I have never heard any one in India making such a dance after reading Goethe's 'Faust'.
p.s फौस्टला डोक्यावर घेवून भारतात कोणी नाचले का? Perhaps the late Vinda Karandikar (विंदा करंदीकर) did because he translated it in Marathi: फाऊस्ट...
"...Deep in our heart Care quickly makes her nest,
there she engenders secret sorrows
and, in that cradle restless, destroys all quiet joy;
the masks she wears are always new—
she may appear as house and home, as wife and child,
as fire, water, dagger, poison;
we live in dread of things that do not happen
and keep bemoaning losses that never will occur..." (
Stuart Atkins’ translation of Faust)
पु. शि. रेगे (P. S. Rege)'s epigraph for his novella 'Matruka' (मातृका),1978:
'Das Ewig-Weibliche
Zieht uns hinan." Faust II
("Eternal womanhood
Leads upward and on." or
"Eternal Womanhood
Draws us on high")I heard very early in life that Goethe loved Kālidāsa's 'Abhijñānaśākuntalam' so much that he danced by bearing it over his head.
I have never heard any one in India making such a dance after reading Goethe's 'Faust'.

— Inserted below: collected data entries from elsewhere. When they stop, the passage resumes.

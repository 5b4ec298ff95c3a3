//! A headless virtualizing layout for lists whose items share one fixed height.
//!
//! The layout realizes containers only for the items inside the viewport, recycles the rest, and
//! implements the scroll-unit protocol (line, page, wheel, direct offset) a scroll host needs. It
//! is UI-agnostic. A host is expected to provide:
//! - a [`ContainerGenerator`] that creates, binds, measures and arranges containers
//! - the available size for each measure/arrange pass
//! - item collection change notices ([`ItemsChange`])
//!
//! [`RecyclingGenerator`] is a ready-made in-memory generator for hosts whose containers are
//! plain handles.
#![forbid(unsafe_code)]

#[macro_use]
mod macros;

mod error;
mod generator;
mod layout;
mod options;
mod recycling;
mod state;
mod types;


pub use error::{GeneratorError, LayoutError, MismatchDetail};
pub use generator::ContainerGenerator;
pub use layout::{FixedStackLayout, visible_range_for};
pub use options::{
    DEFAULT_HORIZONTAL_LINE, DEFAULT_WHEEL_LINES, LayoutOptions, OnInvalidateMeasure,
    OnScrollInfoChanged,
};
pub use recycling::{
    ContainerId, ContainerSlot, GeneratorStats, MeasureItem, RecyclingGenerator, SlotState,
};
pub use state::{ScrollInfo, ScrollState};
pub use types::{Align, Generated, ItemsChange, Offset, Rect, Size, VisibleRange};
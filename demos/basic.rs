// Demo: drive a large list through a few scroll commands and print what gets realized.
use fixed_stack::{
    Align, ContainerGenerator, FixedStackLayout, LayoutOptions, RecyclingGenerator, ScrollInfo,
    Size,
};

fn main() -> Result<(), fixed_stack::LayoutError> {
    let options = LayoutOptions::new(24.0).with_on_scroll_info_changed(Some(|info: ScrollInfo| {
        println!(
            "scroll info: offset={:.1} viewport={:.1} extent={:.1}",
            info.offset.y, info.viewport.height, info.extent.height
        );
    }));
    let mut layout = FixedStackLayout::new(options);
    let rows = (0..1_000_000).map(|i| format!("row {i}")).collect();
    let mut generator = RecyclingGenerator::new(rows);
    let viewport = Size::new(320.0, 240.0);

    layout.measure(&mut generator, viewport)?;
    layout.arrange(&mut generator, viewport);
    print_realized(&layout, &generator);

    layout.page_down();
    layout.mouse_wheel_down();
    layout.measure(&mut generator, viewport)?;
    layout.arrange(&mut generator, viewport);
    print_realized(&layout, &generator);

    layout.make_visible(999_999, Align::End);
    layout.measure(&mut generator, viewport)?;
    layout.arrange(&mut generator, viewport);
    print_realized(&layout, &generator);

    println!(
        "containers created={} reused={} (items={})",
        generator.stats().created,
        generator.stats().reused,
        generator.item_count()
    );
    Ok(())
}

fn print_realized(
    layout: &FixedStackLayout<fixed_stack::ContainerId>,
    generator: &RecyclingGenerator<String>,
) {
    for index in layout.realized_indexes() {
        let Some(&container) = layout.container_for(index) else {
            continue;
        };
        let y = generator
            .slot(container)
            .and_then(|slot| slot.rect)
            .map_or(0.0, |rect| rect.y);
        let label = generator.item_for(container).map_or("?", String::as_str);
        println!("  {index:>7} y={y:>7.1} {label}");
    }
}
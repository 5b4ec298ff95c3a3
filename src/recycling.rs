use std::collections::BTreeMap;
use std::sync::Arc;

use crate::{ContainerGenerator, Generated, GeneratorError, ItemsChange, Rect, Size};

/// Handle to a container owned by a [`RecyclingGenerator`].
#[derive(Clone, Copy, Debug, PartialEq, Eq, Hash, PartialOrd, Ord)]
#[cfg_attr(feature = "serde", derive(serde::Serialize, serde::Deserialize))]
pub struct ContainerId(pub usize);

#[derive(Clone, Copy, Debug, PartialEq, Eq)]
pub enum SlotState {
    /// Realized for the item at this index.
    Realized(usize),
    /// Its item was removed, replaced or moved; waiting for the layout to release it.
    Detached,
    /// In the recycle queue.
    Recycled,
}

#[derive(Clone, Debug, PartialEq)]
pub struct ContainerSlot {
    pub state: SlotState,
    /// Index the container was last prepared (bound) for.
    pub bound_to: Option<usize>,
    pub desired: Size,
    pub rect: Option<Rect>,
}

/// Counters for how containers were produced (diagnostic only).
#[derive(Clone, Copy, Debug, Default, PartialEq, Eq)]
#[cfg_attr(feature = "serde", derive(serde::Serialize, serde::Deserialize))]
pub struct GeneratorStats {
    pub created: usize,
    pub reused: usize,
    pub released: usize,
}

pub type MeasureItem<T> = Arc<dyn Fn(&T, Size) -> Size + Send + Sync>;

/// An in-memory container generation facility over a `Vec` of items.
///
/// Containers live in an arena addressed by [`ContainerId`]; released containers go to a recycle
/// queue and are handed out again before new ones are created. Collection mutations go through
/// this type so it can keep its own `index → container` map in step, and each returns the
/// [`ItemsChange`] to forward to the layout.
pub struct RecyclingGenerator<T> {
    items: Vec<T>,
    version: u64,
    slots: Vec<ContainerSlot>,
    recycled: Vec<ContainerId>,
    realized: BTreeMap<usize, ContainerId>,
    measure_item: MeasureItem<T>,
    stats: GeneratorStats,
}

impl<T> RecyclingGenerator<T> {
    /// Creates a generator whose containers stretch to the size they are offered.
    pub fn new(items: Vec<T>) -> Self {
        Self::with_measure(items, |_, available| available)
    }

    pub fn with_measure(
        items: Vec<T>,
        measure_item: impl Fn(&T, Size) -> Size + Send + Sync + 'static,
    ) -> Self {
        Self {
            items,
            version: 0,
            slots: Vec::new(),
            recycled: Vec::new(),
            realized: BTreeMap::new(),
            measure_item: Arc::new(measure_item),
            stats: GeneratorStats::default(),
        }
    }

    pub fn items(&self) -> &[T] {
        &self.items
    }

    pub fn item(&self, index: usize) -> Option<&T> {
        self.items.get(index)
    }

    /// The item a container currently represents.
    pub fn item_for(&self, container: ContainerId) -> Option<&T> {
        match self.slot(container)?.state {
            SlotState::Realized(index) => self.items.get(index),
            _ => None,
        }
    }

    pub fn slot(&self, container: ContainerId) -> Option<&ContainerSlot> {
        self.slots.get(container.0)
    }

    pub fn stats(&self) -> GeneratorStats {
        self.stats
    }

    /// Number of containers ever created (realized, detached or recycled).
    pub fn container_count(&self) -> usize {
        self.slots.len()
    }

    pub fn realized_len(&self) -> usize {
        self.realized.len()
    }

    pub fn recycled_len(&self) -> usize {
        self.recycled.len()
    }

    pub fn push(&mut self, item: T) -> ItemsChange {
        let index = self.items.len();
        self.insert(index, item)
    }

    pub fn insert(&mut self, index: usize, item: T) -> ItemsChange {
        let index = index.min(self.items.len());
        self.items.insert(index, item);
        self.shift_from(index, 1, true);
        self.bump();
        ItemsChange::Insert { index, count: 1 }
    }

    pub fn extend(&mut self, items: impl IntoIterator<Item = T>) -> ItemsChange {
        let index = self.items.len();
        self.items.extend(items);
        let count = self.items.len() - index;
        self.bump();
        ItemsChange::Insert { index, count }
    }

    /// Removes `count` items starting at `index` (clamped to the collection).
    pub fn remove_range(&mut self, index: usize, count: usize) -> ItemsChange {
        let start = index.min(self.items.len());
        let end = index.saturating_add(count).min(self.items.len());
        self.items.drain(start..end);
        self.detach_span(start, end);
        self.shift_from(end, end - start, false);
        self.bump();
        ItemsChange::Remove {
            index: start,
            count: end - start,
        }
    }

    pub fn remove(&mut self, index: usize) -> Option<(T, ItemsChange)> {
        if index >= self.items.len() {
            return None;
        }
        let item = self.items.remove(index);
        self.detach_span(index, index + 1);
        self.shift_from(index + 1, 1, false);
        self.bump();
        Some((item, ItemsChange::Remove { index, count: 1 }))
    }

    pub fn replace(&mut self, index: usize, item: T) -> Option<(T, ItemsChange)> {
        let old = core::mem::replace(self.items.get_mut(index)?, item);
        self.detach_span(index, index + 1);
        self.bump();
        Some((old, ItemsChange::Replace { index, count: 1 }))
    }

    /// Moves the item at `from` so it ends up at `to`.
    pub fn move_item(&mut self, from: usize, to: usize) -> Option<ItemsChange> {
        let len = self.items.len();
        if from >= len || to >= len {
            return None;
        }
        let item = self.items.remove(from);
        self.items.insert(to, item);
        self.detach_span(from.min(to), from.max(to) + 1);
        self.bump();
        Some(ItemsChange::Move { from, to, count: 1 })
    }

    /// Replaces the whole collection.
    pub fn reset(&mut self, items: Vec<T>) -> ItemsChange {
        self.items = items;
        self.detach_span(0, usize::MAX);
        self.bump();
        ItemsChange::Reset
    }

    pub fn clear(&mut self) -> ItemsChange {
        self.reset(Vec::new())
    }

    fn bump(&mut self) {
        self.version = self.version.wrapping_add(1);
    }

    fn detach_span(&mut self, start: usize, end: usize) {
        let mut span = self.realized.split_off(&start);
        let mut after = span.split_off(&end);
        self.realized.append(&mut after);
        for (_, id) in span {
            self.slots[id.0].state = SlotState::Detached;
        }
    }

    /// Re-keys realized containers at or after `from` by `by` (forward or back).
    fn shift_from(&mut self, from: usize, by: usize, forward: bool) {
        let tail = self.realized.split_off(&from);
        for (index, id) in tail {
            let next = if forward {
                index.saturating_add(by)
            } else {
                index - by
            };
            self.slots[id.0].state = SlotState::Realized(next);
            self.realized.insert(next, id);
        }
    }
}

impl<T> ContainerGenerator for RecyclingGenerator<T> {
    type Container = ContainerId;

    fn item_count(&self) -> usize {
        self.items.len()
    }

    fn items_version(&self) -> u64 {
        self.version
    }

    fn generate_or_reuse(
        &mut self,
        index: usize,
    ) -> Result<Generated<ContainerId>, GeneratorError> {
        let count = self.items.len();
        if index >= count {
            return Err(GeneratorError::OutOfBounds { index, count });
        }
        if let Some(&container) = self.realized.get(&index) {
            return Ok(Generated {
                container,
                is_new: false,
            });
        }

        let container = match self.recycled.pop() {
            Some(id) => {
                self.stats.reused += 1;
                id
            }
            None => {
                self.stats.created += 1;
                self.slots.push(ContainerSlot {
                    state: SlotState::Recycled,
                    bound_to: None,
                    desired: Size::ZERO,
                    rect: None,
                });
                ContainerId(self.slots.len() - 1)
            }
        };
        self.slots[container.0].state = SlotState::Realized(index);
        self.realized.insert(index, container);
        Ok(Generated {
            container,
            is_new: true,
        })
    }

    fn prepare(&mut self, container: &ContainerId, index: usize) {
        if let Some(slot) = self.slots.get_mut(container.0) {
            slot.bound_to = Some(index);
        }
    }

    fn release(&mut self, _index: usize, container: ContainerId) {
        let Some(slot) = self.slots.get_mut(container.0) else {
            return;
        };
        match slot.state {
            SlotState::Recycled => return,
            SlotState::Realized(i) => {
                if self.realized.get(&i) == Some(&container) {
                    self.realized.remove(&i);
                }
            }
            SlotState::Detached => {}
        }
        slot.state = SlotState::Recycled;
        slot.bound_to = None;
        slot.rect = None;
        self.recycled.push(container);
        self.stats.released += 1;
    }

    fn index_of(&self, container: &ContainerId) -> Option<usize> {
        match self.slots.get(container.0)?.state {
            SlotState::Realized(index) => Some(index),
            _ => None,
        }
    }

    fn measure_container(&mut self, container: &ContainerId, available: Size) -> Size {
        let Some(SlotState::Realized(index)) = self.slots.get(container.0).map(|s| s.state) else {
            return Size::ZERO;
        };
        let desired = match self.items.get(index) {
            Some(item) => (self.measure_item)(item, available),
            None => Size::ZERO,
        };
        self.slots[container.0].desired = desired;
        desired
    }

    fn arrange_container(&mut self, container: &ContainerId, rect: Rect) {
        if let Some(slot) = self.slots.get_mut(container.0) {
            slot.rect = Some(rect);
        }
    }
}

impl<T> core::fmt::Debug for RecyclingGenerator<T> {
    fn fmt(&self, f: &mut core::fmt::Formatter<'_>) -> core::fmt::Result {
        f.debug_struct("RecyclingGenerator")
            .field("items", &self.items.len())
            .field("version", &self.version)
            .field("containers", &self.slots.len())
            .field("realized", &self.realized.len())
            .field("recycled", &self.recycled.len())
            .field("stats", &self.stats)
            .finish_non_exhaustive()
    }
}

Adam Kirsch compares him not to Kalidasa but to Shakespeare for The New Yorker dated February 1 2016:
“...To get a sense of how Johann Wolfgang von Goethe
dominates German literature, we would have to imagine a Shakespeare known to
the last inch—a Shakespeare squared or cubed. Goethe’s significance is only
roughly indicated by the sheer scope of his collected works, which run to a
hundred and forty-three volumes. Here is a writer who produced not only some of
his language’s greatest plays but hundreds of major poems of all kinds—enough to
keep generations of composers supplied with texts for their songs. Now consider
that he also wrote three of the most influential novels in European literature,
and a series of classic memoirs documenting his childhood and his travels, and
essays on scientific subjects ranging from the theory of colors to the
morphology of plants.
Then, there are several volumes of his recorded table talk,
more than twenty thousand extant letters, and the reminiscences of the many
visitors who met him throughout his sixty-year career as one of Europe’s most
famous men. Finally, Goethe accomplished all this while simultaneously working
as a senior civil servant in the duchy of Weimar, where he was responsible for
everything from mining operations to casting actors in the court theatre. If he
hadn’t lived from 1749 to 1832, safely into the modern era and the age of
print, but had instead flourished when Shakespeare did, there would certainly
be scholars today theorizing that the life and work of half a dozen men had
been combined under Goethe’s name...”
I also read this about him.
Osman Durrani, TLS, July 13 2016:
"...Raised a Protestant, Goethe retained a soft spot for Luther’s Bible. At heightened moments he tended to recycle its phrases and imagery. Yet many of the outward manifestations of Christianity filled him with loathing. He abhorred the sight of crucifixes and the sound of church bells. By contrast, he inclined sympathetically towards Judaism and Islam, which refrain from depicting the deity in visual terms. For the same reason he condemned the lavish temples of India and, provocatively, praised the general who defaced the colossal statue of Buddha at Bamiyan centuries before it was dynamited by the Taliban. But in the end, it was Faust, Part Two that created the greatest furore. Nothing he wrote met with more invective and derision than its final scene, in which the erstwhile devil’s disciple appears levitating towards some pseudo-Catholic form of absolution in the company of angelic choirs. This seemed to run counter to everything he stood for. Robertson is, understandably, at pains to put a positive spin on the controversial conclusion of the poet’s magnum opus, arguing that his inner motivation had always led Faust to strive productively for something beyond his reach. This enduring commitment to striving, so often taken as the key to Faust’s career, is perhaps best viewed as the inevitable legacy of the Enlightenment. Its value is thrown into question by the multiple murders, brute thuggery, land-grabbing and summary evictions in which he was complicit, along with the invention of capitalism through the creation of paper money and the use of slave labour in a colonial context..."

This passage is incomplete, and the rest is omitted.